Novo Nordisk announced headline results from the PIONEER PLUS trial, a phase 3b, 68-week, efficacy and safety trial with once-daily oral semaglutide 25 mg and 50 mg versus 14 mg as add-on to a stable dose of 1-3 oral antidiabetic medicines in people with type 2 diabetes in need of treatment intensification. The trial achieved its primary endpoint by demonstrating a statistically significant and superior reduction in HbA1c at week 52 with both the 25 mg and 50 mg doses versus the 14 mg dose of oral semaglutide.
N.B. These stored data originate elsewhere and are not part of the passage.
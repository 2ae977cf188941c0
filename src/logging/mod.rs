//! Logging
//!
//! Events carry order IDs and counts as structured fields. The console
//! copy goes to stderr; an optional JSON file copy rotates on disk.
//!
//! # Example
//!
//! ```no_run
//! use order_exporter::logging::init_logging;
//! use order_exporter::config::LoggingConfig;
//!
//! let config = LoggingConfig::default();
//! let _guard = init_logging("info", &config).expect("Failed to initialize logging");
//!
//! tracing::info!(order_id = "1042", "Order exported and marked");
//! ```

pub mod structured;

pub use structured::{init_logging, parse_log_level, LoggingGuard};

/// Log an error with context
///
/// # Example
///
/// ```no_run
/// use order_exporter::log_error_with_context;
/// use order_exporter::domain::ExporterError;
///
/// let error = ExporterError::Configuration("Invalid config".to_string());
/// log_error_with_context!(&error, "Failed to load configuration");
/// ```
#[macro_export]
macro_rules! log_error_with_context {
    ($error:expr, $context:expr) => {
        tracing::error!(
            error = %$error,
            context = $context,
            "Error occurred"
        );
    };
}
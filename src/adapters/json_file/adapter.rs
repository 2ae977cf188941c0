//! JSON snapshot adapter implementing the store traits
//!
//! The snapshot is loaded once at open. Each metadata write or delete
//! updates the in-memory copy and rewrites the file before returning, so
//! every marker change is durable on its own, like a per-row database
//! write. A failed rewrite rolls the in-memory change back.

use crate::adapters::json_file::models::Snapshot;
use crate::adapters::store::traits::{OrderQuery, OrderStore, SettingsStore};
use crate::domain::errors::StoreError;
use crate::domain::ids::OrderId;
use crate::domain::order::{Order, OrderStatus};
use crate::domain::Result;
use async_trait::async_trait;
use std::path::{Path, PathBuf};
use tokio::sync::Mutex;

/// JSON snapshot implementation of [`OrderStore`] and [`SettingsStore`]
pub struct JsonFileStore {
    path: PathBuf,
    snapshot: Mutex<Snapshot>,
}

impl JsonFileStore {
    /// Open a snapshot file
    ///
    /// # Errors
    ///
    /// Returns an error if the file is missing or not a valid snapshot.
    pub async fn open(path: impl AsRef<Path>) -> Result<Self> {
        let path = path.as_ref().to_path_buf();
        let snapshot = Snapshot::load(&path).await?;

        tracing::info!(
            path = %path.display(),
            orders = snapshot.orders.len(),
            "Opened JSON order store"
        );

        Ok(Self {
            path,
            snapshot: Mutex::new(snapshot),
        })
    }

    /// Path of the backing file
    pub fn path(&self) -> &Path {
        &self.path
    }
}

#[async_trait]
impl OrderStore for JsonFileStore {
    fn backend_name(&self) -> &str {
        "json_file"
    }

    async fn query_orders(&self, query: &OrderQuery) -> Result<Vec<Order>> {
        let snapshot = self.snapshot.lock().await;
        Ok(snapshot
            .orders
            .iter()
            .filter(|o| query.matches(o))
            .cloned()
            .collect())
    }

    async fn orders_with_status(&self, status: OrderStatus) -> Result<Vec<Order>> {
        let snapshot = self.snapshot.lock().await;
        Ok(snapshot
            .orders
            .iter()
            .filter(|o| o.status == status)
            .cloned()
            .collect())
    }

    async fn get_meta(&self, order_id: &OrderId, key: &str) -> Result<Option<String>> {
        let snapshot = self.snapshot.lock().await;
        let order = snapshot
            .orders
            .iter()
            .find(|o| &o.id == order_id)
            .ok_or_else(|| StoreError::OrderNotFound(order_id.to_string()))?;
        Ok(order.meta(key).map(str::to_string))
    }

    async fn update_meta(&self, order_id: &OrderId, key: &str, value: &str) -> Result<()> {
        let mut snapshot = self.snapshot.lock().await;
        let index = snapshot
            .orders
            .iter()
            .position(|o| &o.id == order_id)
            .ok_or_else(|| StoreError::OrderNotFound(order_id.to_string()))?;

        let previous = snapshot.orders[index]
            .metadata
            .insert(key.to_string(), value.to_string());

        if let Err(e) = snapshot.save(&self.path).await {
            let metadata = &mut snapshot.orders[index].metadata;
            match previous {
                Some(old) => metadata.insert(key.to_string(), old),
                None => metadata.remove(key),
            };
            return Err(StoreError::WriteFailed {
                order_id: order_id.to_string(),
                key: key.to_string(),
                message: e.to_string(),
            }
            .into());
        }

        Ok(())
    }

    async fn delete_meta(&self, order_id: &OrderId, key: &str) -> Result<()> {
        let mut snapshot = self.snapshot.lock().await;
        let index = snapshot
            .orders
            .iter()
            .position(|o| &o.id == order_id)
            .ok_or_else(|| StoreError::OrderNotFound(order_id.to_string()))?;

        let Some(previous) = snapshot.orders[index].metadata.remove(key) else {
            return Ok(());
        };

        if let Err(e) = snapshot.save(&self.path).await {
            snapshot.orders[index]
                .metadata
                .insert(key.to_string(), previous);
            return Err(StoreError::DeleteFailed {
                order_id: order_id.to_string(),
                key: key.to_string(),
                message: e.to_string(),
            }
            .into());
        }

        Ok(())
    }
}

#[async_trait]
impl SettingsStore for JsonFileStore {
    async fn get_option(&self, name: &str) -> Result<Option<String>> {
        Ok(self.snapshot.lock().await.options.get(name).cloned())
    }
}

#[cfg(test)]
mod tests {
    use super::*;
    use tempfile::TempDir;

    const SNAPSHOT: &str = r#"{
        "options": {"wc_order_exporter_exported_flag": "_exported"},
        "orders": [
            {"id": 1, "status": "completed", "date_created": "2024-03-09T14:05:07Z",
             "billing_email": "a@example.com", "total": "10.00"},
            {"id": 2, "status": "processing", "date_created": "2024-03-10T09:00:00Z",
             "billing_email": "b@example.com", "total": "20.00"}
        ]
    }"#;

    async fn open_fixture(dir: &TempDir) -> JsonFileStore {
        let path = dir.path().join("orders.json");
        tokio::fs::write(&path, SNAPSHOT).await.unwrap();
        JsonFileStore::open(&path).await.unwrap()
    }

    #[tokio::test]
    async fn test_update_meta_is_persisted() {
        let dir = TempDir::new().unwrap();
        let store = open_fixture(&dir).await;
        let id = OrderId::new("1").unwrap();

        store.update_meta(&id, "_exported", "1").await.unwrap();

        let reopened = JsonFileStore::open(store.path()).await.unwrap();
        assert_eq!(
            reopened.get_meta(&id, "_exported").await.unwrap(),
            Some("1".to_string())
        );
    }

    #[tokio::test]
    async fn test_delete_meta_is_persisted() {
        let dir = TempDir::new().unwrap();
        let store = open_fixture(&dir).await;
        let id = OrderId::new("1").unwrap();

        store.update_meta(&id, "_exported", "1").await.unwrap();
        store.delete_meta(&id, "_exported").await.unwrap();

        let reopened = JsonFileStore::open(store.path()).await.unwrap();
        assert_eq!(reopened.get_meta(&id, "_exported").await.unwrap(), None);
    }

    #[tokio::test]
    async fn test_query_and_options() {
        let dir = TempDir::new().unwrap();
        let store = open_fixture(&dir).await;

        let unexported = store
            .query_orders(&OrderQuery::completed_without("_exported"))
            .await
            .unwrap();
        assert_eq!(unexported.len(), 1);
        assert_eq!(unexported[0].id.as_str(), "1");

        let processing = store
            .orders_with_status(OrderStatus::Processing)
            .await
            .unwrap();
        assert_eq!(processing.len(), 1);

        assert_eq!(
            store
                .get_option("wc_order_exporter_exported_flag")
                .await
                .unwrap(),
            Some("_exported".to_string())
        );
    }

    #[tokio::test]
    async fn test_write_failure_rolls_back() {
        let dir = TempDir::new().unwrap();
        let store = open_fixture(&dir).await;
        let id = OrderId::new("1").unwrap();

        // Removing the directory makes the temp-file write fail.
        let path = store.path().to_path_buf();
        drop(dir);

        let err = store.update_meta(&id, "_exported", "1").await.unwrap_err();
        assert!(err.to_string().contains("Failed to write metadata"));
        assert_eq!(store.get_meta(&id, "_exported").await.unwrap(), None);
        assert!(!path.exists());
    }
}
When evaluating the effects of treatment taken as intended and from a mean baseline HbA1c of 9.0 %, people treated with 25 mg and 50 mg oral semaglutide achieved a statistically significant higher HbA1c reduction of 1.9 percentage points and 2.2 percentage points, respectively, compared with a reduction of 1.5 percentage points with oral semaglutide 14 mg. From a mean baseline body weight of 96.4 kg, people treated with oral semaglutide 25 mg and 50 mg experienced a statistically significant higher weight loss of 7.0 kg and 9.2 kg, respectively, compared with a reduction of 4.5 kg with oral semaglutide 14 mg. When applying the treatment policy estimand, people treated with 25 mg and 50 mg oral semaglutide achieved a superior HbA1c reduction of 1.8 percentage points and 2.0 percentage points, respectively, compared with a reduction of 1.5 percentage points with oral semaglutide 14 mg. People treated with oral semaglutide 25 mg and 50 mg experienced a superior weight loss of 6.7 kg and 8.0 kg, respectively, compared with a reduction of 4.4 kg with oral semaglutide 14 mg. "We are pleased to see the results from the PIONEER PLUS trial which add further evidence of the benefits of oral semaglutide for people living with type 2 diabetes," said Martin Holst Lange, executive vice president for Development at Novo Nordisk. "The higher efficacy from 25 mg and 50 mg doses provides the option to progress to higher doses if additional glycemic control or weight loss are needed". The company added: "Novo Nordisk expects to file for regulatory approvals in the US and the EU in 2023. The global roll-out of the 25 mg and 50 mg doses is contingent on portfolio prioritisations and manufacturing capacity."